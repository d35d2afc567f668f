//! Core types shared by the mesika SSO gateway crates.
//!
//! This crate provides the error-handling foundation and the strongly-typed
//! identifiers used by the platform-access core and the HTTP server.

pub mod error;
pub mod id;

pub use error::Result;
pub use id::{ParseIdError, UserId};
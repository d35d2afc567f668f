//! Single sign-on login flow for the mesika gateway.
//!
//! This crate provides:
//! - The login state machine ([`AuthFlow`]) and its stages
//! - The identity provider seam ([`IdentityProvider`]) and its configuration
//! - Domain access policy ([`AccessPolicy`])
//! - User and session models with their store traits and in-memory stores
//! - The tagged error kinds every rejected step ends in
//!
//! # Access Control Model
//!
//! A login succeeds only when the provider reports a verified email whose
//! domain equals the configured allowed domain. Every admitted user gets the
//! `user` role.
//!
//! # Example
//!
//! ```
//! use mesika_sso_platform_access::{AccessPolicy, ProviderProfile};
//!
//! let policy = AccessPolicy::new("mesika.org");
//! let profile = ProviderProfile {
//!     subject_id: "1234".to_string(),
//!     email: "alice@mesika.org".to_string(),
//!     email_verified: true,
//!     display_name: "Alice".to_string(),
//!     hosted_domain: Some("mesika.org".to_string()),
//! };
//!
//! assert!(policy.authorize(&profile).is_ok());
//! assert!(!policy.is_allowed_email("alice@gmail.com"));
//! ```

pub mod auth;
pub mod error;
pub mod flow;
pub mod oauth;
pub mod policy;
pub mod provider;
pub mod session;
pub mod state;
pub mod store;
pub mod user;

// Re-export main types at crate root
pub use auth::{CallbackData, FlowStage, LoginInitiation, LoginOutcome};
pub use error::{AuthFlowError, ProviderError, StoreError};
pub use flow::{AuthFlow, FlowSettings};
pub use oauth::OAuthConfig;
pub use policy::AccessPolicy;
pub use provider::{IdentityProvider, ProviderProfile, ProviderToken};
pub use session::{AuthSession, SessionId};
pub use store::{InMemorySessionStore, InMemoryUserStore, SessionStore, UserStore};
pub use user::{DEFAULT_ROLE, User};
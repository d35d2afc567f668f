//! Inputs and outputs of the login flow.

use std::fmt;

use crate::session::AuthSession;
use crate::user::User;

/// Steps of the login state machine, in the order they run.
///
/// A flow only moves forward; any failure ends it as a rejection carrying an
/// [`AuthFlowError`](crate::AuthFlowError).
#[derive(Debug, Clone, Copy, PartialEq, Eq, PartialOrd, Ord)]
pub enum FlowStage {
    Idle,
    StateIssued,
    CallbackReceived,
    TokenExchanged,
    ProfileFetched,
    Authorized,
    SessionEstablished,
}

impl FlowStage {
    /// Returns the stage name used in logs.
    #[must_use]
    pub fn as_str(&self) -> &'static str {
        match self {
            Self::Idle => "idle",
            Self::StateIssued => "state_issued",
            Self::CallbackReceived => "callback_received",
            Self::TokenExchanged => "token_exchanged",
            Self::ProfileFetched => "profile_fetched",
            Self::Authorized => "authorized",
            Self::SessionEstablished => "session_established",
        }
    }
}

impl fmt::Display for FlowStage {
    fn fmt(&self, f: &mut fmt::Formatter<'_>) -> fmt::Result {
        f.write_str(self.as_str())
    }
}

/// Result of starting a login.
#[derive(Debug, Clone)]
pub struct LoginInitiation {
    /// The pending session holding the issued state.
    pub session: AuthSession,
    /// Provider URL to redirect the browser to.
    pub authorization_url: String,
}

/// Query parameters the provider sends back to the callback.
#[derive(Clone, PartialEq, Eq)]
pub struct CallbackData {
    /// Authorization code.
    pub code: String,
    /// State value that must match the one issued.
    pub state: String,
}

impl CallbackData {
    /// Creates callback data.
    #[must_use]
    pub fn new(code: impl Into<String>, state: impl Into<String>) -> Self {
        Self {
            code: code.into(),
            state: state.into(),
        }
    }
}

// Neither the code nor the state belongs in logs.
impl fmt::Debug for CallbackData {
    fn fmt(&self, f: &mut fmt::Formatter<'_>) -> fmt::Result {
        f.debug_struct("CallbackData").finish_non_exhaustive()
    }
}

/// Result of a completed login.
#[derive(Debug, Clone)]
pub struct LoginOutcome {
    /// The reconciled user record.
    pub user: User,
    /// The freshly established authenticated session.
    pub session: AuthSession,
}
━━━━━━━━━━━━━━━━
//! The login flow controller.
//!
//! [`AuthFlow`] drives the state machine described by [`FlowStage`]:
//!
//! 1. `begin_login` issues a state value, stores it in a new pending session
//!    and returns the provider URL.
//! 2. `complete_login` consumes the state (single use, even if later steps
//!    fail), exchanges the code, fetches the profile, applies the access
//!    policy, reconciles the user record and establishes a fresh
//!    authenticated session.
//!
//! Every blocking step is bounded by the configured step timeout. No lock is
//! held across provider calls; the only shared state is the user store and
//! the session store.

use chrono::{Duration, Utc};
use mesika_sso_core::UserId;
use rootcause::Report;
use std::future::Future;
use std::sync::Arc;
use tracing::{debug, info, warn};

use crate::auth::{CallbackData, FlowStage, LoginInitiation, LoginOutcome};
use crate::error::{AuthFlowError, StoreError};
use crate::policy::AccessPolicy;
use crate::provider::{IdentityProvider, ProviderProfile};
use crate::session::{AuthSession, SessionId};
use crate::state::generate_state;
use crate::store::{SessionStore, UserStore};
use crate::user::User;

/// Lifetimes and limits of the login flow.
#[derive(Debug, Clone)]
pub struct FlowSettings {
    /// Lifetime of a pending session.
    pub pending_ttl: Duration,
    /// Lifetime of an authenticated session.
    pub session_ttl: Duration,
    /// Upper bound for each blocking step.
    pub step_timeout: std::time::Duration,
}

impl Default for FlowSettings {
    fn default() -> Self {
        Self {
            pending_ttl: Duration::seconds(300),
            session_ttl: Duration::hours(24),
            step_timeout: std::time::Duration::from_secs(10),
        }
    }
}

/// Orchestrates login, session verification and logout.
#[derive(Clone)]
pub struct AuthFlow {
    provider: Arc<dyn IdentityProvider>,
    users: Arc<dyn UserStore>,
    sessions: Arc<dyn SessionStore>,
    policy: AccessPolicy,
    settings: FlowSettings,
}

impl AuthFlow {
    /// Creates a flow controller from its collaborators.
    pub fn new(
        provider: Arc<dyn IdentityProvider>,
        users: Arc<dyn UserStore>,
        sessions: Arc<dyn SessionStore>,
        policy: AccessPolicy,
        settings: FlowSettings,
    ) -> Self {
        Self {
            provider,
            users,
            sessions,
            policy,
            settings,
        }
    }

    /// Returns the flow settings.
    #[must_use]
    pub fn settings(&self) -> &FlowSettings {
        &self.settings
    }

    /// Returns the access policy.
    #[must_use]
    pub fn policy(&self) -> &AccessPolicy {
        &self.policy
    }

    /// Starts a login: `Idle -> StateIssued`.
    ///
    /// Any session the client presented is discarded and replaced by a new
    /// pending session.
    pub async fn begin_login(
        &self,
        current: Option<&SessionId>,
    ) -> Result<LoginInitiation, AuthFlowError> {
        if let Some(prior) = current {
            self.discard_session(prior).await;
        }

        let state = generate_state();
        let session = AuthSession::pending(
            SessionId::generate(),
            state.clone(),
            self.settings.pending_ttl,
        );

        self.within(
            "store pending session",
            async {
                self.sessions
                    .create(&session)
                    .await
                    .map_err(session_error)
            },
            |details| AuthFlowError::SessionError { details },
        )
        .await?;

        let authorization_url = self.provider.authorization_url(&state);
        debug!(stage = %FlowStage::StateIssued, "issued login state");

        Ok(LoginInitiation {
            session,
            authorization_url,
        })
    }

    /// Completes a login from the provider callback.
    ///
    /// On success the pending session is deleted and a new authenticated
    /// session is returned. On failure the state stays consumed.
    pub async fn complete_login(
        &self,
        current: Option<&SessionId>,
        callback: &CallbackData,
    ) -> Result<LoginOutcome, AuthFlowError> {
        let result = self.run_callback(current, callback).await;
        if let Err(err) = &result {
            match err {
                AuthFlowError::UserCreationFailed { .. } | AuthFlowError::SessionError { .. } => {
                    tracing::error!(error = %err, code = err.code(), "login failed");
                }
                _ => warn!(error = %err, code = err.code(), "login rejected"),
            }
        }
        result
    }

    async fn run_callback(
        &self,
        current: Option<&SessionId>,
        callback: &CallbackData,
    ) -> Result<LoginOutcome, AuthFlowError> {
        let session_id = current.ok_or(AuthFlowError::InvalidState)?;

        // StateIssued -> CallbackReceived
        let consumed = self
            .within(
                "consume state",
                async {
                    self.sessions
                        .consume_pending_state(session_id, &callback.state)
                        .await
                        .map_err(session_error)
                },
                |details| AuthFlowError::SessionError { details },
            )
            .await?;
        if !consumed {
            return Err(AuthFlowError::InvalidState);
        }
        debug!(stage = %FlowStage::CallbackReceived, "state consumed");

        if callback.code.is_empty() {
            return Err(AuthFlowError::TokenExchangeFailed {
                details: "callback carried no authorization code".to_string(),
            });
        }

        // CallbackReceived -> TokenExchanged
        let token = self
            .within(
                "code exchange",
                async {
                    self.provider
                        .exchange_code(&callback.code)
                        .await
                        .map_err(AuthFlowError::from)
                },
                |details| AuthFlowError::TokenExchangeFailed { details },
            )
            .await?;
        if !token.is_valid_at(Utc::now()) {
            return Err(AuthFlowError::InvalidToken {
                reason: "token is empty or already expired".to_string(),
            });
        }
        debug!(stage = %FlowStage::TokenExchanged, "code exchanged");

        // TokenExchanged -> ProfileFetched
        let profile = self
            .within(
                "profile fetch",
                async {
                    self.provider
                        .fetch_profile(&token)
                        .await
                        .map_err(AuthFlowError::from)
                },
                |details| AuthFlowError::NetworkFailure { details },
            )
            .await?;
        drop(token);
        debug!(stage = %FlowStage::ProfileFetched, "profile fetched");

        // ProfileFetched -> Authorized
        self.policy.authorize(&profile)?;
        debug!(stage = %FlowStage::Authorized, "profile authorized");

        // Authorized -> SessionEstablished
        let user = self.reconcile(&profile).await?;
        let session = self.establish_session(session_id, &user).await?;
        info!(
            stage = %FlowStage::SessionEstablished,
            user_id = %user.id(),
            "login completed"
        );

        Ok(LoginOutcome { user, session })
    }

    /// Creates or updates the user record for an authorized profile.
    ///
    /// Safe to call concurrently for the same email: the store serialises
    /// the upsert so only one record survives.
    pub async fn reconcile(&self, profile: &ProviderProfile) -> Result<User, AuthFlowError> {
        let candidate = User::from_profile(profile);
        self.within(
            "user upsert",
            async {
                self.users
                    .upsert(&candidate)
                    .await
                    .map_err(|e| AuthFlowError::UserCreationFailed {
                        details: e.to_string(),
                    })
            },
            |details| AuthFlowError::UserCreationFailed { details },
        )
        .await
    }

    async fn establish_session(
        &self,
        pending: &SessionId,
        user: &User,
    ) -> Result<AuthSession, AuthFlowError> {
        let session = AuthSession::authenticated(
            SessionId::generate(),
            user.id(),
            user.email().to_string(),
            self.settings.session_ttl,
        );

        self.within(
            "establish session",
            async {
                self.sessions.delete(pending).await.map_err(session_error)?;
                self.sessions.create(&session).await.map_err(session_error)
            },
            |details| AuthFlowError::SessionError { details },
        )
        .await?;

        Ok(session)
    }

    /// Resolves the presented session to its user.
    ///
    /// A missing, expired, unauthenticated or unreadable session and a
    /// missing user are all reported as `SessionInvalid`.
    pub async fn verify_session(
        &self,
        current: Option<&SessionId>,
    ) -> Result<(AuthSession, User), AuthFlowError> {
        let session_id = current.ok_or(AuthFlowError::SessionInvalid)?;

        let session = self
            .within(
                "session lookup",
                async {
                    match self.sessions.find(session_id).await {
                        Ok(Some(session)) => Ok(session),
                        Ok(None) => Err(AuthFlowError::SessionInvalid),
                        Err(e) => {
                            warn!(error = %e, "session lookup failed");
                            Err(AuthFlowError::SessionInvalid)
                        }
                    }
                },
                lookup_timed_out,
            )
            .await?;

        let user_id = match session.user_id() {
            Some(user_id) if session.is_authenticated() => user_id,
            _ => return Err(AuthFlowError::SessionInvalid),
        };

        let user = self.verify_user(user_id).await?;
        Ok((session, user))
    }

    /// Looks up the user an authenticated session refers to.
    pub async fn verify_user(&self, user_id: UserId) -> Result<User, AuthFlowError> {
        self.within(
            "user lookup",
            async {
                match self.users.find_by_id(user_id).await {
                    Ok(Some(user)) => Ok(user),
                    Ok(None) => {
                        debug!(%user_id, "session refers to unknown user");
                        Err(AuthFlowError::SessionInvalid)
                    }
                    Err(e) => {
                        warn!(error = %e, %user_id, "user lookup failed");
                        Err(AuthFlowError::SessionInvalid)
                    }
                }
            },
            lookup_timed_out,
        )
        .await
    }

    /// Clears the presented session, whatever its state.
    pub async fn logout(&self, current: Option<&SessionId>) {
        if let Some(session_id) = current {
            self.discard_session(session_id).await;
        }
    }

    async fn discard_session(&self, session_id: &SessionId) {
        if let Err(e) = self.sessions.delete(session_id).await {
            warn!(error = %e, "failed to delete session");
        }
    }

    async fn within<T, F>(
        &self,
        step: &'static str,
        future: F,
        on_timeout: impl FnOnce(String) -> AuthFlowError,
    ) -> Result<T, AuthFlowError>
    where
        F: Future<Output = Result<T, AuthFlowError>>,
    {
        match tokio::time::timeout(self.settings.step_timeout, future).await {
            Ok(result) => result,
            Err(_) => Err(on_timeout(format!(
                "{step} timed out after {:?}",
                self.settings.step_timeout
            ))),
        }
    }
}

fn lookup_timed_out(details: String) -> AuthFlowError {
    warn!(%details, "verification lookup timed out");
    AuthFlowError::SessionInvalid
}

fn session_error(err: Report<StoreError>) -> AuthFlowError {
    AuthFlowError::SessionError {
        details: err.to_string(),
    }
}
━━━━━━━━━━━━━━━━
▶ **Exercise prompt**
From the listing above, copy every line that holds the string "match".

▶ **Response**
        match self {
    /// State value that must match the one issued.
            match err {
                    match self.sessions.find(session_id).await {
        let user_id = match session.user_id() {
                match self.users.find_by_id(user_id).await {
        match tokio::time::timeout(self.settings.step_timeout, future).await {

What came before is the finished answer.